We see you with your furrowed brow, arms crossed, looking all sorts of bored. Well, if you’re going to sell a home, perfect competition is absolutely worth caring about because:
- Perfect competition in the real estate industry would not just put more money in the pockets of sellers—it’d boost up the U.S. economy
- Since the real estate industry is the largest industry in the U.S., making it more efficient means a more prosperous middle class... and therefore a stronger overall economy
- Real estate is the largest asset for most Americans—and it’s inefficient and too far from perfect given advancements in technology
- With extra money from better real estate transactions, Americans would be able to spend more on retail, services, and more
What is perfect competition?
According to Wikipedia, “a perfect market is defined by several conditions, collectively called perfect competition.” Some of those conditions (you might recognize a few from the farmers market example) include:
- Lots of buyers and sellers
- There isn’t one seller who sets prices
- Similar products being sold
- New sellers can easily set up shop
- No transactional costs
Really, the standards of a perfect market are so rigorous that it’s actually impossible for one to exist in the real world—so what we have are imperfect markets.
The real estate market is a great example of an imperfect market, though it does meet two of the conditions for a perfect market:
- Lots of buyers and sellers
- Well-defined property rights
Even though perfect markets are, well, too perfect to achieve, we can still strive for them and get as close as possible.
How the real estate industry falls short of perfect competition
So the real estate market ticks off just two items on the long list of perfect competition conditions. Where else does it fall short?
- Zero transaction costs. While it’d be nearly impossible to have zero transaction costs, we’re far from reaching this given that the average transaction cost for real estate is around 10%.
- Ease of entry. It’s not easy for homeowners to enter the real estate market—they have to deal with capital and credit requirements, for example. It’s not easy for firms seeking to facilitate transactions, either, thanks to state licensing, expensive dues and memberships, and more.
- Homogenous products. Not all properties are the same. In fact, in some markets, it may even be tough to find comparable properties for appraisals.

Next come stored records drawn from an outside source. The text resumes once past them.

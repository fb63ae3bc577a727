use farmkeeper_core::ReportsView;
use ratatui::{
    layout::{Alignment, Constraint, Direction, Layout as RatatuiLayout, Rect},
    style::{Color, Modifier, Style},
    text::{Line, Span},
    widgets::{List, ListItem, Paragraph},
    Frame,
};

use super::layout::Layout;
use super::{card, render_heading, DIM, INFO, SUCCESS};

const TEAL: Color = Color::Rgb(20, 184, 166);

/// Render the reports tab. Everything here is display only.
pub fn render(f: &mut Frame, area: Rect, view: &ReportsView) {
    let (heading_area, body_area) = Layout::with_heading(area);
    render_heading(
        f,
        heading_area,
        ReportsView::TITLE,
        ReportsView::SUBTITLE,
        TEAL,
    );

    let chunks = RatatuiLayout::default()
        .direction(Direction::Vertical)
        .constraints([
            Constraint::Length(4), // Report cards
            Constraint::Min(3),    // Chart placeholder
            Constraint::Length(4), // Report links
        ])
        .split(body_area);

    let cols = Layout::columns(chunks[0], 2);
    let cards = [
        ("Weekly Growth 📈", view.weekly_growth.to_string(), view.growth_note, SUCCESS),
        (
            "Feed Efficiency 📊",
            view.feed_conversion_ratio.to_string(),
            view.fcr_note,
            INFO,
        ),
    ];
    for ((title, value, note, color), col) in cards.into_iter().zip(cols) {
        let paragraph = Paragraph::new(vec![
            Line::from(Span::styled(
                value,
                Style::default().fg(color).add_modifier(Modifier::BOLD),
            )),
            Line::from(Span::styled(note, Style::default().fg(DIM))),
        ])
        .block(card(title));
        f.render_widget(paragraph, col);
    }

    let chart = Paragraph::new(vec![
        Line::from(""),
        Line::from(Span::styled(view.chart_placeholder, Style::default().fg(DIM))),
    ])
    .alignment(Alignment::Center)
    .block(card("Performance Chart"));
    f.render_widget(chart, chunks[1]);

    let keys = ["e", "m"];
    let items: Vec<ListItem> = view
        .links
        .iter()
        .zip(keys)
        .map(|(link, key)| {
            ListItem::new(Line::from(vec![
                Span::styled(format!("{}  ", key), Style::default().fg(DIM)),
                Span::raw(*link),
                Span::styled("  ›", Style::default().fg(DIM)),
            ]))
        })
        .collect();
    f.render_widget(List::new(items).block(card("Export")), chunks[2]);
}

- Profit maximization for sellers. With firms like Opendoor and OfferPad, sellers are walking away with even less equity, moving further away from perfect competition.
- Price takers. Firms can’t influence real estate prices.
What would an efficient real estate market look like?
Now that we know where the real estate market is and isn’t meeting the mark, we can nail down 4 ways to get closer to perfect competition:
- Reduce transaction costs. Enabling buyers and sellers to exchange property more efficiently would reduce costs. We in the U.S. wouldn’t even be the first to do this—many similar countries, notably the United Kingdom and Australia, have made great strides here.
- More perfect information. This starts with more communication, more sharing of data, and more transparency so that buyers and sellers are more empowered during real estate transactions.
- Identical products. While no two properties are the same, given the emergence of several new technologies, perhaps the underlying equity interest in the assets can be.
- Make it easier for participants to enter and exit. In a similar spirit to stock exchanges, once an identical product or unit exists, liquidity increases—and that makes it easier for entry and exit.
The above items will lead to and promote profit maximization of sellers, another tenant of perfect competition. They’ll also improve the well-being of buyers.
Maybe “perfect” isn’t possible, but making the real estate market better and more efficient definitely is.
*The information provided in this article is meant for informational purposes only and is not intended to constitute legal, financial, tax, or insurance advice. Jovio encourages readers to contact their attorney or other advisors for advice regarding these matters.